//! Credential-bearing client for Google Cloud REST APIs—service-account token exchange,
//! per-scope token caching, and typed facades for Cloud Run, Pub/Sub, Secret Manager, and
//! Cloud Storage.

#![deny(clippy::all, missing_docs, unused_crate_dependencies)]

pub mod api;
pub mod auth;
pub mod cache;
pub mod client;
pub mod error;
pub mod http;
pub mod obs;

mod _prelude {
	pub use std::{
		collections::HashMap,
		fmt::{Debug, Display, Formatter, Result as FmtResult},
		sync::Arc,
	};

	pub use parking_lot::Mutex;
	pub use reqwest::Client as ReqwestClient;
	pub use serde::{Deserialize, Serialize};
	pub use serde_json::Value;
	pub use thiserror::Error as ThisError;
	pub use time::OffsetDateTime;
	pub use url::Url;

	pub use crate::error::{Error, Result};
}

pub use reqwest;
pub use url;
#[cfg(test)] use httpmock as _;
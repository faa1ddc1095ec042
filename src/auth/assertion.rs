//! Signed-assertion builder for the service-account JWT-bearer flow.
//!
//! The assertion is an RS256 JWT whose claims name the service account (`iss`),
//! the requested permission grant (`scope`), and the token-exchange endpoint
//! (`aud`). Its 30-minute validity window only needs to survive the single
//! exchange call; the token cache applies its own, independent TTL policy.

// crates.io
use jsonwebtoken::{Algorithm, EncodingKey, Header};
// self
use crate::{
	_prelude::*,
	auth::{Credentials, Scope},
	error::SigningError,
};

/// Validity window of a signed assertion, in seconds.
pub const ASSERTION_LIFETIME_SECS: i64 = 30 * 60;

/// Claim set carried by a signed assertion.
#[derive(Clone, Debug, Serialize, Deserialize)]
pub struct AssertionClaims {
	/// Issuer: the service-account email.
	pub iss: String,
	/// Requested permission scope.
	pub scope: String,
	/// Audience: the token-exchange endpoint.
	pub aud: String,
	/// Expiry, seconds since epoch.
	pub exp: i64,
	/// Issued-at, seconds since epoch.
	pub iat: i64,
}

/// Signs an assertion for `scope` using the current wall clock.
pub fn sign(credentials: &Credentials, scope: &Scope, audience: &str) -> Result<String, SigningError> {
	sign_at(credentials, scope, audience, OffsetDateTime::now_utc())
}

/// Signs an assertion issued at an explicit instant.
pub fn sign_at(
	credentials: &Credentials,
	scope: &Scope,
	audience: &str,
	issued_at: OffsetDateTime,
) -> Result<String, SigningError> {
	let iat = issued_at.unix_timestamp();
	let claims = AssertionClaims {
		iss: credentials.client_email.clone(),
		scope: scope.to_string(),
		aud: audience.into(),
		exp: iat + ASSERTION_LIFETIME_SECS,
		iat,
	};
	let key = EncodingKey::from_rsa_pem(credentials.private_key.expose().as_bytes())
		.map_err(|source| SigningError::InvalidKey { source })?;

	jsonwebtoken::encode(&Header::new(Algorithm::RS256), &claims, &key)
		.map_err(|source| SigningError::Sign { source })
}
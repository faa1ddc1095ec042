//! Cloud Storage facade: object upload.

// self
use crate::{
	_prelude::*,
	api,
	auth::Scope,
	client::GcloudClient,
	http::RequestOptions,
};

/// Default Cloud Storage base URL (serving and upload).
pub const BASE_URL: &str = "https://storage.googleapis.com";

/// Cloud Storage facade borrowed from a [`GcloudClient`].
#[derive(Clone, Debug)]
pub struct Storage<'a> {
	client: &'a GcloudClient,
	base_url: String,
}
impl<'a> Storage<'a> {
	pub(crate) fn new(client: &'a GcloudClient) -> Self {
		Self { client, base_url: BASE_URL.into() }
	}

	/// Overrides the API base URL. Intended for tests.
	pub fn with_base_url(mut self, base_url: impl Into<String>) -> Self {
		self.base_url = base_url.into();

		self
	}

	/// Uploads an object and returns its public URL.
	pub async fn upload_file(&self, spec: UploadSpec) -> Result<UploadedObject> {
		let token = self.client.access_token(&Scope::default()).await?;
		let mut url = api::endpoint(
			&self.base_url,
			&format!("upload/storage/v1/b/{}/o", spec.bucket),
		)?;

		url.query_pairs_mut().append_pair("name", &spec.filename);

		let options = RequestOptions::post()
			.authorization(token)
			.bytes(spec.content, spec.content_type);

		self.client.request(url, options).await?;

		Ok(UploadedObject {
			public_url: format!(
				"{}/{}/{}",
				self.base_url.trim_end_matches('/'),
				spec.bucket,
				spec.filename
			),
		})
	}
}

/// Parameters of an object upload.
#[derive(Clone, Debug)]
pub struct UploadSpec {
	/// Destination bucket.
	pub bucket: String,
	/// Object name within the bucket.
	pub filename: String,
	/// Object content.
	pub content: Vec<u8>,
	/// Content type recorded for the object.
	pub content_type: String,
}

/// Result of an upload.
#[derive(Clone, Debug, PartialEq, Eq)]
pub struct UploadedObject {
	/// Public serving URL of the uploaded object.
	pub public_url: String,
}
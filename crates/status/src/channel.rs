//! Context-affinity dispatcher with latest-wins coalescing.

use std::sync::atomic::{AtomicBool, AtomicU64, Ordering};
use std::sync::{Arc, Mutex, MutexGuard, PoisonError};
use std::thread::{self, ThreadId};

/// Callback that schedules one iteration of the UI loop (e.g. a repaint).
pub type WakeFn = Box<dyn Fn() + Send + Sync + 'static>;

/// A status message tagged with its publish order.
#[derive(Debug, Clone, Default)]
struct Stamped {
    seq: u64,
    text: String,
}

struct Inner {
    owner: ThreadId,
    label: Mutex<Stamped>,
    pending: Mutex<Option<Stamped>>,
    next_seq: AtomicU64,
    closed: AtomicBool,
    wake: WakeFn,
}

/// Thread-safe conduit for the latest status string.
///
/// Cloning is cheap; all clones share the same label and pending slot.
#[derive(Clone)]
pub struct StatusChannel {
    inner: Arc<Inner>,
}

impl StatusChannel {
    /// Creates a channel owned by the calling thread.
    ///
    /// Must be called on the UI thread. `wake` runs after every update
    /// published from another thread.
    pub fn new(wake: WakeFn) -> Self {
        Self {
            inner: Arc::new(Inner {
                owner: thread::current().id(),
                label: Mutex::new(Stamped::default()),
                pending: Mutex::new(None),
                next_seq: AtomicU64::new(0),
                closed: AtomicBool::new(false),
                wake,
            }),
        }
    }

    /// Publishes a new status from any thread.
    ///
    /// Never blocks beyond a short critical section. After [`close`] the
    /// message is dropped.
    ///
    /// [`close`]: StatusChannel::close
    pub fn publish(&self, text: impl Into<String>) {
        self.render(text.into());
    }

    /// Sets the label to `text`, marshaling onto the UI thread if needed.
    pub fn render(&self, text: String) {
        if self.is_closed() {
            tracing::debug!(status = %text, "status dropped: UI is shutting down");
            return;
        }

        let msg = Stamped {
            seq: self.inner.next_seq.fetch_add(1, Ordering::Relaxed) + 1,
            text,
        };

        if self.is_ui_context() {
            self.apply(msg);
        } else {
            self.post(msg);
        }
    }

    /// Applies the pending foreign update, if any.
    ///
    /// Call once per UI loop iteration. Returns `true` if the label
    /// changed. Does nothing when called off the UI thread.
    pub fn pump(&self) -> bool {
        if !self.is_ui_context() || self.is_closed() {
            return false;
        }
        let pending = lock(&self.inner.pending).take();
        match pending {
            Some(msg) => self.apply(msg),
            None => false,
        }
    }

    /// Returns the text currently shown on the label.
    pub fn text(&self) -> String {
        lock(&self.inner.label).text.clone()
    }

    /// Returns `true` if the calling thread owns the label.
    pub fn is_ui_context(&self) -> bool {
        thread::current().id() == self.inner.owner
    }

    /// Returns `true` once the UI has started shutting down.
    pub fn is_closed(&self) -> bool {
        self.inner.closed.load(Ordering::Acquire)
    }

    /// Stops accepting updates and discards anything still pending.
    pub fn close(&self) {
        self.inner.closed.store(true, Ordering::Release);
        lock(&self.inner.pending).take();
        tracing::debug!("status channel closed");
    }

    fn apply(&self, msg: Stamped) -> bool {
        let mut label = lock(&self.inner.label);
        // Concurrent publishers may land out of order; keep the newest.
        if msg.seq <= label.seq {
            return false;
        }
        *label = msg;
        true
    }

    fn post(&self, msg: Stamped) {
        {
            let mut pending = lock(&self.inner.pending);
            let newer = pending.as_ref().is_none_or(|p| p.seq < msg.seq);
            if newer {
                *pending = Some(msg);
            }
        }
        (self.inner.wake)();
    }
}

impl std::fmt::Debug for StatusChannel {
    fn fmt(&self, f: &mut std::fmt::Formatter<'_>) -> std::fmt::Result {
        f.debug_struct("StatusChannel")
            .field("owner", &self.inner.owner)
            .field("text", &self.text())
            .field("closed", &self.is_closed())
            .finish()
    }
}

fn lock<T>(m: &Mutex<T>) -> MutexGuard<'_, T> {
    m.lock().unwrap_or_else(PoisonError::into_inner)
}

#[cfg(test)]
mod tests {
    use super::*;
    use std::sync::atomic::AtomicUsize;
    use std::sync::mpsc;

    fn counting_channel() -> (StatusChannel, Arc<AtomicUsize>) {
        let wakes = Arc::new(AtomicUsize::new(0));
        let counter = Arc::clone(&wakes);
        let channel = StatusChannel::new(Box::new(move || {
            counter.fetch_add(1, Ordering::SeqCst);
        }));
        (channel, wakes)
    }

    fn publish_from_worker(channel: &StatusChannel, texts: &[&str]) {
        let channel = channel.clone();
        let texts: Vec<String> = texts.iter().map(|t| t.to_string()).collect();
        thread::spawn(move || {
            for t in texts {
                channel.publish(t);
            }
        })
        .join()
        .unwrap();
    }

    #[test]
    fn ui_thread_publish_applies_immediately() {
        let (channel, wakes) = counting_channel();
        assert!(channel.is_ui_context());

        channel.publish("Connecting on port 5757");
        assert_eq!(channel.text(), "Connecting on port 5757");
        assert_eq!(wakes.load(Ordering::SeqCst), 0);
        assert!(!channel.pump());
    }

    #[test]
    fn foreign_publish_is_deferred_until_pump() {
        let (channel, wakes) = counting_channel();
        channel.publish("initial");

        publish_from_worker(&channel, &["fan 1: 1200 rpm"]);

        // The label is untouched until the UI thread runs an iteration.
        assert_eq!(channel.text(), "initial");
        assert_eq!(wakes.load(Ordering::SeqCst), 1);

        assert!(channel.pump());
        assert_eq!(channel.text(), "fan 1: 1200 rpm");
        assert!(!channel.pump());
    }

    #[test]
    fn text_is_delivered_verbatim() {
        let (channel, _) = counting_channel();
        let text = "  Temp: 41.5°C\tPWM: 87%  ".to_string() + &"x".repeat(4096);

        let sent = text.clone();
        let worker = channel.clone();
        thread::spawn(move || worker.publish(sent)).join().unwrap();

        channel.pump();
        assert_eq!(channel.text(), text);
    }

    #[test]
    fn burst_of_foreign_updates_ends_on_the_last() {
        let (channel, wakes) = counting_channel();
        let texts: Vec<String> = (0..500).map(|i| format!("sample {i}")).collect();
        let refs: Vec<&str> = texts.iter().map(String::as_str).collect();

        publish_from_worker(&channel, &refs);

        assert_eq!(wakes.load(Ordering::SeqCst), 500);
        assert!(channel.pump());
        assert_eq!(channel.text(), "sample 499");
    }

    #[test]
    fn older_foreign_update_never_overwrites_newer_ui_update() {
        let (channel, _) = counting_channel();

        publish_from_worker(&channel, &["stale from worker"]);
        channel.publish("fresh from ui");

        assert!(!channel.pump());
        assert_eq!(channel.text(), "fresh from ui");
    }

    #[test]
    fn pump_off_the_ui_thread_is_a_noop() {
        let (channel, _) = counting_channel();
        publish_from_worker(&channel, &["pending"]);

        let worker = channel.clone();
        let pumped = thread::spawn(move || worker.pump()).join().unwrap();
        assert!(!pumped);
        assert_eq!(channel.text(), "");

        assert!(channel.pump());
        assert_eq!(channel.text(), "pending");
    }

    #[test]
    fn publish_after_close_is_silently_dropped() {
        let (channel, wakes) = counting_channel();
        channel.publish("before close");
        publish_from_worker(&channel, &["pending at close"]);

        channel.close();
        publish_from_worker(&channel, &["after close"]);
        channel.publish("ui after close");

        assert!(channel.is_closed());
        assert!(!channel.pump());
        assert_eq!(channel.text(), "before close");
        assert_eq!(wakes.load(Ordering::SeqCst), 1);
    }

    #[test]
    fn wake_drives_a_message_loop() {
        let (tx, rx) = mpsc::channel::<()>();
        let tx = Mutex::new(tx);
        let channel = StatusChannel::new(Box::new(move || {
            let _ = lock(&tx).send(());
        }));

        let worker = channel.clone();
        let handle = thread::spawn(move || worker.publish("Connected"));

        // One loop iteration: wait for a wake-up, then pump.
        rx.recv().unwrap();
        assert!(channel.pump());
        assert_eq!(channel.text(), "Connected");
        handle.join().unwrap();
    }

    #[test]
    fn concurrent_publishers_settle_on_a_published_value() {
        let (channel, _) = counting_channel();
        let workers: Vec<_> = (0..4)
            .map(|w| {
                let c = channel.clone();
                thread::spawn(move || {
                    for i in 0..100 {
                        c.publish(format!("worker {w} sample {i}"));
                    }
                })
            })
            .collect();
        for w in workers {
            w.join().unwrap();
        }

        assert!(channel.pump());
        let text = channel.text();
        assert!(text.ends_with("sample 99"), "unexpected final text: {text}");
    }
}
┄┄┄┄┄┄┄┄┄┄
*Exercise directions*: Include the first line of the listing, the line with "pub use reqwest::Client as ReqwestClient;", and every line between them, each repeated exactly, and output only those.

*Response*:
//! Credential-bearing client for Google Cloud REST APIs—service-account token exchange,
//! per-scope token caching, and typed facades for Cloud Run, Pub/Sub, Secret Manager, and
//! Cloud Storage.

#![deny(clippy::all, missing_docs, unused_crate_dependencies)]

pub mod api;
pub mod auth;
pub mod cache;
pub mod client;
pub mod error;
pub mod http;
pub mod obs;

mod _prelude {
	pub use std::{
		collections::HashMap,
		fmt::{Debug, Display, Formatter, Result as FmtResult},
		sync::Arc,
	};

	pub use parking_lot::Mutex;
	pub use reqwest::Client as ReqwestClient;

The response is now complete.